**Requirement:**
Count how many lines below include the string "IdempotencyGuard", and give that number without anything else.

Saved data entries
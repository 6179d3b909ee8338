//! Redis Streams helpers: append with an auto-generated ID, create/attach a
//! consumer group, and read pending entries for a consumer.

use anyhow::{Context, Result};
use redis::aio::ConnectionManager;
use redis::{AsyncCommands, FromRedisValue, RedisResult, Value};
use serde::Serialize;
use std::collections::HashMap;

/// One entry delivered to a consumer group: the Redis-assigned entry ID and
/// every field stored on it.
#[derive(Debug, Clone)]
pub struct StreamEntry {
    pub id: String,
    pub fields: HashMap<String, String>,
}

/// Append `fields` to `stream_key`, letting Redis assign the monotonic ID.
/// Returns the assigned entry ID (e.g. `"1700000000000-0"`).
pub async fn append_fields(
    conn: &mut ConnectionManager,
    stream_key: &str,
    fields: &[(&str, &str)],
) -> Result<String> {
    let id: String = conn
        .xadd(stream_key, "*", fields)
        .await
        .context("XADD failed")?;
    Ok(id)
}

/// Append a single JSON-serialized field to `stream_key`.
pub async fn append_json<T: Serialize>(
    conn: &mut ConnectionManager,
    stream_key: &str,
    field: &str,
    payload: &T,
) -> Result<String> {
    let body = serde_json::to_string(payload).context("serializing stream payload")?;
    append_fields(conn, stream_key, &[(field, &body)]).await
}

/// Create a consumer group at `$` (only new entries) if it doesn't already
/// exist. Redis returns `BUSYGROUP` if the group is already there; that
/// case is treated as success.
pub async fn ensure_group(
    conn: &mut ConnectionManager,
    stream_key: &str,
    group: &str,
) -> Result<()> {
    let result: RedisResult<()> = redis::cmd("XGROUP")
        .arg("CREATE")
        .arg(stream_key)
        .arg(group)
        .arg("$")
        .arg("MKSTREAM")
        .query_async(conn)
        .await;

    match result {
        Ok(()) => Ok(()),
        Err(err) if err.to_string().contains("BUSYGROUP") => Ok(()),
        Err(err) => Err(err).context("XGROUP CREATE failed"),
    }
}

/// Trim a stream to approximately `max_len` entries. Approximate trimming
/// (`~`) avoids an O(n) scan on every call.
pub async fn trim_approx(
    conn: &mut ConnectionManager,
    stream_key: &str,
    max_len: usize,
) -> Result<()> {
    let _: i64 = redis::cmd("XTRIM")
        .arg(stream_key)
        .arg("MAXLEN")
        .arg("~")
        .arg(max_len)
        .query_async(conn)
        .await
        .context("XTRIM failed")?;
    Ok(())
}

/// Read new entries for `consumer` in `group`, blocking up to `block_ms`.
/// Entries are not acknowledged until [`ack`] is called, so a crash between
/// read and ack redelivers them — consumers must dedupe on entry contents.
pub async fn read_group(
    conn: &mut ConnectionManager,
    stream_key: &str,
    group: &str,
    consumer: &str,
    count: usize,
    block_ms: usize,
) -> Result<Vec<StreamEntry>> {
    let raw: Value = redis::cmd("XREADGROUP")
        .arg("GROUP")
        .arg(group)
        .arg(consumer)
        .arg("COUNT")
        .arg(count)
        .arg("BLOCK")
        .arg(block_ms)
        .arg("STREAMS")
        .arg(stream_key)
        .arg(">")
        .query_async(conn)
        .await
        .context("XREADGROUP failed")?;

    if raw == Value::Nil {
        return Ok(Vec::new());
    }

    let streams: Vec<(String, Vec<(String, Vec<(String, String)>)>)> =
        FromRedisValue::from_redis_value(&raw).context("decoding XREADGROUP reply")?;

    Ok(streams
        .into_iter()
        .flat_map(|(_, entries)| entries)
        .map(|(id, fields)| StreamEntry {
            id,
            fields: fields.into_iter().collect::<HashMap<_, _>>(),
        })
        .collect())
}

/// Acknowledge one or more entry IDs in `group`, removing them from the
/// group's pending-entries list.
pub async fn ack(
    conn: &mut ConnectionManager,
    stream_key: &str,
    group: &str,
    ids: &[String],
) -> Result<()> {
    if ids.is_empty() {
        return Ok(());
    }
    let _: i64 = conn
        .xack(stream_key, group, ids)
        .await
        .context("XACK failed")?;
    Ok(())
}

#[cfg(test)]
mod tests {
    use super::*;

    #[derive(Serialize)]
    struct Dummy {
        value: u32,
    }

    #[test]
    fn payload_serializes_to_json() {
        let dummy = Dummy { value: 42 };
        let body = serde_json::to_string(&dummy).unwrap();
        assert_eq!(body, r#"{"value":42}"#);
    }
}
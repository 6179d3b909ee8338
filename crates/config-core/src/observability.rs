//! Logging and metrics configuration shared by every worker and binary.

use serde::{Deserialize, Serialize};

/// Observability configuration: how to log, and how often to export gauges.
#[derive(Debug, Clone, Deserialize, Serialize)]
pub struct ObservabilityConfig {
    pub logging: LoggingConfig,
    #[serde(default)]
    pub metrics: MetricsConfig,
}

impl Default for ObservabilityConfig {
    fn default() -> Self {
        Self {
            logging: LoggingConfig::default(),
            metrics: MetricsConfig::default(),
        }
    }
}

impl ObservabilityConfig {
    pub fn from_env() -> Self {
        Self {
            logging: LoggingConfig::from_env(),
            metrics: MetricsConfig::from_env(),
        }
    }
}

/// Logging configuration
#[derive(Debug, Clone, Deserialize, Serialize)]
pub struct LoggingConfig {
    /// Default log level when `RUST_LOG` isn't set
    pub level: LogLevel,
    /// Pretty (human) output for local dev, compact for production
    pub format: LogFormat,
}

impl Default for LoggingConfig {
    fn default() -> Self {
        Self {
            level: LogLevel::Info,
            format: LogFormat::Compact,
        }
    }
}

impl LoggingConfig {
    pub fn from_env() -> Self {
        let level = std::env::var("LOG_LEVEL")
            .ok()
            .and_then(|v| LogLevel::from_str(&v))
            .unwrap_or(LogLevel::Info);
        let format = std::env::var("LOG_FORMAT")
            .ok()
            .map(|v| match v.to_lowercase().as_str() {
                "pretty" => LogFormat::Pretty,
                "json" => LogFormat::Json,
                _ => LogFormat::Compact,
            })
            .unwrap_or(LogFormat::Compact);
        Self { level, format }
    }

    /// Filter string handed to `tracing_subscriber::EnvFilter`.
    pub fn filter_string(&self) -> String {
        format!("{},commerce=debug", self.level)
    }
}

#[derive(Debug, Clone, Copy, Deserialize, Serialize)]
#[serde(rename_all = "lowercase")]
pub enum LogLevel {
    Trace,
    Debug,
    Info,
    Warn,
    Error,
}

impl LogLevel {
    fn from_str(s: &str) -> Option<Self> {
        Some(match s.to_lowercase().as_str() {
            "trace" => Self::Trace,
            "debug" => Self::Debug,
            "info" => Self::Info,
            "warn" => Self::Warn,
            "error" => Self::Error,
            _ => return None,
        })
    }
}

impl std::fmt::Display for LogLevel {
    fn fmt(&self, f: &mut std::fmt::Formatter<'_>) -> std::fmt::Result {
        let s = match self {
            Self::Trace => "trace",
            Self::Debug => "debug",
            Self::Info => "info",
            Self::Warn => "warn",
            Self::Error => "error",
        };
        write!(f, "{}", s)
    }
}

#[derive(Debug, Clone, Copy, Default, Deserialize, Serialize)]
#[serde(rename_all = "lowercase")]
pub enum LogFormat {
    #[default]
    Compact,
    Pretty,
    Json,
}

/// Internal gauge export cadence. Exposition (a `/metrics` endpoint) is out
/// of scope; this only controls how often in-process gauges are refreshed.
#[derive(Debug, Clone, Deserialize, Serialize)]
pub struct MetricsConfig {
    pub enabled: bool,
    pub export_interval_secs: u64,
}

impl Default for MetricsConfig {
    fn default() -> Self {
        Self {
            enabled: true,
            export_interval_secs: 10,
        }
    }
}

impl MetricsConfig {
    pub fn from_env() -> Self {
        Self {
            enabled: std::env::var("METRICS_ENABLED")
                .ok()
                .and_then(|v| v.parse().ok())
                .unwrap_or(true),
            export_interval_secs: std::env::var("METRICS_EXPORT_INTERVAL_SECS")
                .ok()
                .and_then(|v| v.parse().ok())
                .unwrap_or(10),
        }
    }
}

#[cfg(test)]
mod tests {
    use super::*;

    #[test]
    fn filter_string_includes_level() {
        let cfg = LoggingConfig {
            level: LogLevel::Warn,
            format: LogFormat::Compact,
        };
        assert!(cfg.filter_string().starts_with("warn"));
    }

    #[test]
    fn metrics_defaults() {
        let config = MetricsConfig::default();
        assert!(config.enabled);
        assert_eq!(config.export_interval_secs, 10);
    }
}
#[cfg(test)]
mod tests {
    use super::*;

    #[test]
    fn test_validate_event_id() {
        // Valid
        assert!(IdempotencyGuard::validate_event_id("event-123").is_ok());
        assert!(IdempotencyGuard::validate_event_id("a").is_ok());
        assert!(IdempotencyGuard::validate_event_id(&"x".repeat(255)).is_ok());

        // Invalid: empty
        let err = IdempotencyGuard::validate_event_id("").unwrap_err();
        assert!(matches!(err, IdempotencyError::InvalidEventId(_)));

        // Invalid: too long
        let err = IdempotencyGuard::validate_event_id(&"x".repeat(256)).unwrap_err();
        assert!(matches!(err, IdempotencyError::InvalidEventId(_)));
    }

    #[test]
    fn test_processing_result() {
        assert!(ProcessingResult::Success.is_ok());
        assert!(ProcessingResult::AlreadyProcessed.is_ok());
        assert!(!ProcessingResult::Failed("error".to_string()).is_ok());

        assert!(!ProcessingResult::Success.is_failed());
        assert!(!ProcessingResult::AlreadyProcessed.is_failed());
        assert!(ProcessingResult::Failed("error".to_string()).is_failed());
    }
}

**Task solution:**
5